Davide Tabarelli, lei presiede Nomisma Energia, società indipendente di ricerca sull’energia e l’ambiente. È trascorso un anno dall’invasione russa dell’Ucraina. Dal punto di vista delle politiche energetiche, quale impatto ha avuto il conflitto sul nostro Paese e sul Mezzogiorno in particolare?
«In un anno di crisi, l’Italia si è vista travolta da un aumento delle bollette energetiche come nessun altro Paese in Europa.
Approvvigionamento energetico: ci siamo scoperti fragili, tanto a livello nazionale che a livello europeo, dove la transizione energetica è stata immaginata e costruita concentrandosi soprattutto sull’impatto ambientale e molto meno sulle risorse disponibili e necessarie a sostenere l’economia. Condivide l’analisi?
«Sì, abbiamo lavorato molto alla transizione ambientale, mettendo al primo posto la necessaria riduzione dei livelli di anidride carbonica e lo sviluppo delle fonti rinnovabili e ci siamo un po’ dimenticati della sicurezza e del fatto che, così facendo, stavamo aumentando le importazioni di gas soprattutto dalla Russia, dalla quale poi ci siamo ritrovati a essere dipendenti per il 40% dei nostri consumi. Questo canale è stato “tagliato” ed è stato inevitabile che i prezzi aumentassero. Da qui occorre fare tesoro dell’esperienza e riportare al centro delle politiche di transizione non solo l’ambiente, che pure resta fra gli obiettivi prioritari, ma anche la sicurezza e la competitività del sistema economico».
Proprio in questi giorni si paventa un inasprimento del conflitto. Quali conseguenze potrebbe avere uno scenario di questo tipo?
«Avremmo un ulteriore taglio delle forniture dalla Russia, un peggioramento delle esportazioni di petrolio, perché la Russia esporta tantissimo petrolio in tutto il mondo. Per ora, nonostante i timori, non è cambiato nulla sull’import di petrolio e il prodotto è rimasto disponibile in grandi quantità. Anzi, paradossalmente i prezzi della benzina alla pompa, nonostante la confusione di inizio anno, sono molto stabili. Ma se il conflitto si allargasse, se ci fosse un inasprimento come si teme, allora ci troveremmo a fronteggiare un numero maggiori di criticità, tanto sul prezzo del petrolio che su quello del gas, che conoscerebbe una nuova fase di tensioni e aumenti».

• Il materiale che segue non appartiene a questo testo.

//! Skin Cache
//!
//! Skins each section once per frame with a compute pass and keeps the
//! result in pooled output buffers. Draw calls (main view, shadows,
//! velocity) then read the cached vertices through a passthrough factory
//! instead of re-skinning in every vertex shader.
//!
//! # Frame protocol
//!
//! ```text
//! begin_frame()                      reset counters, outputs not readable
//!   process_entry(section) × N       allocate / dispatch into current slot
//! transition_all_to_readable()       one barrier over everything written
//!   vertex_source(entry)             draw-time lookup
//! end_frame()                        trim idle pooled buffers
//! ```
//!
//! # Memory policy
//!
//! Entries are admitted greedily against `budget_bytes`. A section that does
//! not fit is rendered uncached and its requirement is added to
//! [`SkinCache::extra_required_memory`]; it retries next frame. Tangent
//! scratch buffers count against the same budget for the frame that uses
//! them. A section whose scratch does not fit loses its entry.
//!
//! Each entry double-buffers its outputs through a
//! [`DoubleBufferedResourceTracker`](crate::tracker::DoubleBufferedResourceTracker):
//! the current slot receives this revision, the other keeps the previous one
//! for motion vectors. A slot that already holds the requested
//! `(factory, revision)` is not dispatched again.

mod entry;
pub mod tangents;

pub use entry::{
    ClothSkinInputs, SkinCacheEntry, SkinCacheEntryKey, SkinCacheRequest, entry_footprint,
};

use glam::Mat4;
use rustc_hash::FxHashSet;
use slotmap::SlotMap;
use smallvec::SmallVec;

use self::entry::OutputBuffers;
use self::tangents::{TANGENT_WORKGROUP_SIZE, accumulator_size};
use crate::device::{
    BufferHandle, DeviceCapabilities, RecomputeTangentsParams, ResourceAccess,
    SkinDispatchParams, SkinDevice, SkinKernel, SkinPermutation,
};
use crate::errors::{Result, SkinError};
use crate::frame::FrameContext;
use crate::mesh::{POSITION_STRIDE, TANGENT_STRIDE};
use crate::pool::{PoolStats, SkinCacheBufferPool};
use crate::settings::{RecomputeTangents, SkinCacheMode, SkinCacheSettings};
use crate::tracker::DoubleBufferedResourceTracker;
use crate::vertex_factory::{FactoryCaps, FactoryKind, PassthroughBuffers};

/// Threads per skinning workgroup.
pub const SKIN_WORKGROUP_SIZE: u32 = 64;

/// Per-frame counters.
#[derive(Debug, Clone, Copy, Default, PartialEq, Eq)]
pub struct SkinCacheFrameStats {
    pub cached_sections: u32,
    pub uncached_sections: u32,
    pub skin_dispatches: u32,
    pub skipped_dispatches: u32,
    pub tangent_dispatches: u32,
}

pub struct SkinCache {
    settings: SkinCacheSettings,
    inert: bool,
    entries: SlotMap<SkinCacheEntryKey, SkinCacheEntry>,
    pool: SkinCacheBufferPool,
    used_bytes: u64,
    /// Tangent scratch acquired this frame.
    scratch_bytes: u64,
    extra_required: u64,
    written: Vec<BufferHandle>,
    written_entries: FxHashSet<SkinCacheEntryKey>,
    readable: bool,
    logged_failures: FxHashSet<&'static str>,
    stats: SkinCacheFrameStats,
}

«Le bollette stanno scendendo perché il prezzo del gas è crollato a 50 euro per MegaWatt/ora, dopo aver raggiunto, in agosto, la cifra record di 350 euro per MegaWatt/ora. Ma va detto che 50 euro è sempre più del doppio delle medie di lungo termine, quasi cinque volte il prezzo che pagano gli Stati Uniti. Per i primi di marzo dobbiamo aspettarci un forte contenimento delle bollette del gas: sarà annunciata una riduzione di circa il 17-20%. Poi da aprile a giugno ci sarà anche la riduzione del 20-25% sulle bollette dell’energia elettrica. Nonostante questo, parliamo di valori che restano comunque superiori del 40% a quelli registrati non prima del conflitto fra Russia e Ucraina, ma prima della pandemia del 2020. Il cambiamento profondo al quale stiamo assistendo comincia da lì».